Creativity flourishes in enterprise IT departments, especially when it comes to identifying solutions for persistent or potential network issues. Technology has made daily operations infinitely more complicated over the past two decades. A single malfunction or error could shut down a company for an extended period of time, sending sales plummeting and push the public stock offering into a downward spiral.

Businesses across the globe have come to understand this and have begun to change the way they handle in-house networking. No longer is it an after-thought. A recent study by the International Data Corporation projects the software-defined wide area network industry to hit the $6 billion market cap by 2020 – an indicator that corporations are now taking their infrastructure seriously.

What the market expansion means for your company

The growth of the SD-WAN market isn’t the big story here – the idea that network solutions are becoming more prevalent is. Companies are finally understanding that burgeoning technology, like video for internal communications purposes, will put a strain on their legacy network. The simple fact of the matter is, if your company bought its network just five years ago, it’ll most certainly be outdated and unable to perform in the next few years.

“The drivers for enterprises to deploy software-defined wide area network are clear: agility and security with reduced costs,” Cliff Grossner, senior research director for data center, cloud and SDN at IHS, said in a recent statement, according to EWeek. “Automating WAN operations, improving application performance and branch office security are all necessary for agility.”

Businessman drinking coffee on desktop while working on

Enterprise networks face daily stress – be sure to find the solution before a problem exists.

Data transferring can be a strenuous operation, even for the mightiest of networks. One single video could reduce Internet speeds drastically, crippling important services for the company. But you can’t simply write these off – then your company would be throwing up a white flag in a moment where it needs a leader to stride through the battlefield with his or her head held high.

Grossner mentioned agility being a large part of companies employing the help of SD-WANs, but multiple other programs and applications provide this. The scope of a CIO shouldn’t be limited to just one program and how it can be used to help a certain operation, but how implementing a program can alleviate stress across the board.

Though similar to an SD-WAN, yet still very different, a software-defined enterprise content delivery network has the capability of helping a business in multiple areas of operation – not just the one it’s implemented for.

True value with an SD-ECDN

Market reports for an SD-ECDN are difficult to come across because it is such a revolutionary, proprietary piece of technology. Essentially, it reroutes data from videos so it doesn’t go through the network, thereby slowing down other crucial processes to the business.
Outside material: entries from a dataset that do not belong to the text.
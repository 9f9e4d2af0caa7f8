use crate::error::NegotiationError;
use crate::media::{MediaEngine, MediaEvent};
use crate::negotiation::NegotiationCoordinator;
use crate::session::{SessionCommand, SessionConfig, SessionEvent};
use crate::transport::{RelayTransport, TransportEvent};
use parley_core::{PeerIdentity, Role, SdpKind};
use std::sync::Arc;
use tokio::sync::mpsc;
use tokio::time::MissedTickBehavior;
use tracing::{debug, error, info, warn};

/// One running call: owns the relay connection and the coordinator and
/// serializes everything that happens to them.
pub(crate) struct Session {
    pub(crate) role: Role,
    pub(crate) self_identity: PeerIdentity,
    pub(crate) config: SessionConfig,
    pub(crate) engine: Arc<dyn MediaEngine>,
    pub(crate) transport: Arc<RelayTransport>,
    pub(crate) coordinator: NegotiationCoordinator,
    pub(crate) command_rx: mpsc::Receiver<SessionCommand>,
    pub(crate) transport_rx: mpsc::Receiver<TransportEvent>,
    pub(crate) media_rx: mpsc::Receiver<MediaEvent>,
    pub(crate) event_tx: mpsc::Sender<SessionEvent>,
}

impl Session {
    pub(crate) async fn run(mut self) {
        info!("Session started as {} ({})", self.role, self.self_identity);

        // The outcome arrives as a TransportEvent; the loop stays responsive
        // to Stop while the handshake is in flight.
        let transport = Arc::clone(&self.transport);
        let connecting = tokio::spawn(async move {
            let _ = transport.connect().await;
        });

        let mut ticker = tokio::time::interval(self.config.timeout_check_interval);
        ticker.set_missed_tick_behavior(MissedTickBehavior::Skip);

        loop {
            tokio::select! {
                cmd = self.command_rx.recv() => {
                    match cmd {
                        Some(SessionCommand::Stop) => info!("Stop requested"),
                        None => info!("Session controller dropped"),
                    }
                    break;
                }

                Some(evt) = self.transport_rx.recv() => {
                    if !self.handle_transport_event(evt).await {
                        break;
                    }
                }

                Some(evt) = self.media_rx.recv() => {
                    self.handle_media_event(evt).await;
                }

                _ = ticker.tick() => {
                    let timeout = self.config.negotiation_timeout;
                    if let Some(peer) = self.coordinator.stalled_remote(timeout).await {
                        warn!("Negotiation with {} timed out after {:?}", peer, timeout);
                        self.emit(SessionEvent::NegotiationTimedOut(peer)).await;
                        break;
                    }
                }
            }
        }

        // Releases the transport's connect lock before disconnecting.
        connecting.abort();
        let _ = connecting.await;

        self.transport.disconnect().await;
        self.coordinator.shutdown().await;
        self.emit(SessionEvent::Stopped).await;
        info!("Session finished");
    }

    /// Returns `false` when the session must end.
    async fn handle_transport_event(&mut self, event: TransportEvent) -> bool {
        match event {
            TransportEvent::Connected => {
                self.emit(SessionEvent::SignalingConnected).await;
                if self.role == Role::Viewer {
                    return self.send_offer().await;
                }
                true
            }

            TransportEvent::Disconnected(reason) => {
                self.emit(SessionEvent::SignalingDisconnected { reason })
                    .await;
                false
            }

            TransportEvent::Text(text) => {
                let msg = match parley_core::decode(&text) {
                    Ok(msg) => msg,
                    Err(e) => {
                        warn!("Dropping relay message: {}", e);
                        return true;
                    }
                };
                debug!("Relay delivered {}", msg.kind());

                match self.coordinator.on_remote_message(msg).await {
                    Ok(()) => true,
                    Err(NegotiationError::Protocol(v)) => {
                        warn!("Ignoring relay message: {}", v);
                        true
                    }
                    Err(e) => self.fail(e).await,
                }
            }

            TransportEvent::Binary(data) => {
                warn!("Discarding {} bytes of binary relay data", data.len());
                true
            }
        }
    }

    async fn handle_media_event(&mut self, event: MediaEvent) {
        match event {
            MediaEvent::LocalCandidate(candidate) => {
                if let Err(e) = self.coordinator.on_local_candidate_generated(candidate).await {
                    debug!("Local candidate not sent: {}", e);
                }
            }
            MediaEvent::ConnectionStateChanged(state) => {
                info!("Connection state: {:?}", state);
                self.emit(SessionEvent::ConnectionStateChanged(state)).await;
            }
            MediaEvent::DataReceived(data) => {
                self.emit(SessionEvent::DataReceived(data)).await;
            }
        }
    }

    async fn send_offer(&mut self) -> bool {
        let result: Result<(), NegotiationError> = async {
            let sdp = self.engine.create_offer().await?;
            self.engine
                .set_local_description(SdpKind::Offer, sdp.clone())
                .await?;
            self.coordinator
                .on_local_description_ready(SdpKind::Offer, sdp)
                .await
        }
        .await;

        match result {
            Ok(()) => true,
            Err(e) => self.fail(e).await,
        }
    }

    async fn fail(&mut self, e: NegotiationError) -> bool {
        error!("Negotiation failed: {}", e);
        self.emit(SessionEvent::Failed(e.to_string())).await;
        false
    }

    async fn emit(&self, event: SessionEvent) {
        if self.event_tx.send(event).await.is_err() {
            debug!("Session event receiver dropped");
        }
    }
}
In some ways, the SD-ECDN is similar to an SD-WAN because they both work toward the same goal – shifting pressure off of the network. But the SD-ECDN does much more than that. It opens up a new era for a corporation to streamline internal communications and reduce costs in multiple areas by allowing for the proliferated use of video at an enterprise level.

“An SD-ECDN can help a business on multiple fronts.”

Take for example onboarding, which normally requires an employee (and salary) dedicated to training new workers. This process can be vastly improved by enlisting videos as a means to accomplish it, but the amount of stress that puts on a network at any size company is unimaginable. It can slow down other people’s work and make the videos unwatchable because of latency issues. An SD-ECDN can reroute the traffic and cache the videos, meaning they require little to no data transferring to watch. This frees up the employee normally tasked with onboarding to accomplish other tasks, and creates a uniformed, reliable learning program.

The positive effects of an SD-ECDN aren’t limited to extending the longevity of a legacy network. As mentioned before, it can allow the company to re-evaluate positions, but it can also prevent a business from spending money on a large event hall to make company announcements – thereby putting money back in its pocket.

No longer will companies have to shell out thousands of dollars to rent a conference room to make a company-wide announcement. Instead of getting everyone in one room at a time that may be of inconvenience to them, executives can broadcast a live show and the SD-ECDN can cache it for later. This lets employees who are working continue doing their job, and have the ability to watch it at their convenience. Without an SD-ECDN, this would be a major issue. The amount of people trying to watch it all at once would surely crash the network.

With the consistent, and somewhat explosive, growth the SD-WAN market is seeing, it’s clear companies are truly valuing creative and innovative networking solutions. Has your company done anything to protect the longevity of its network yet?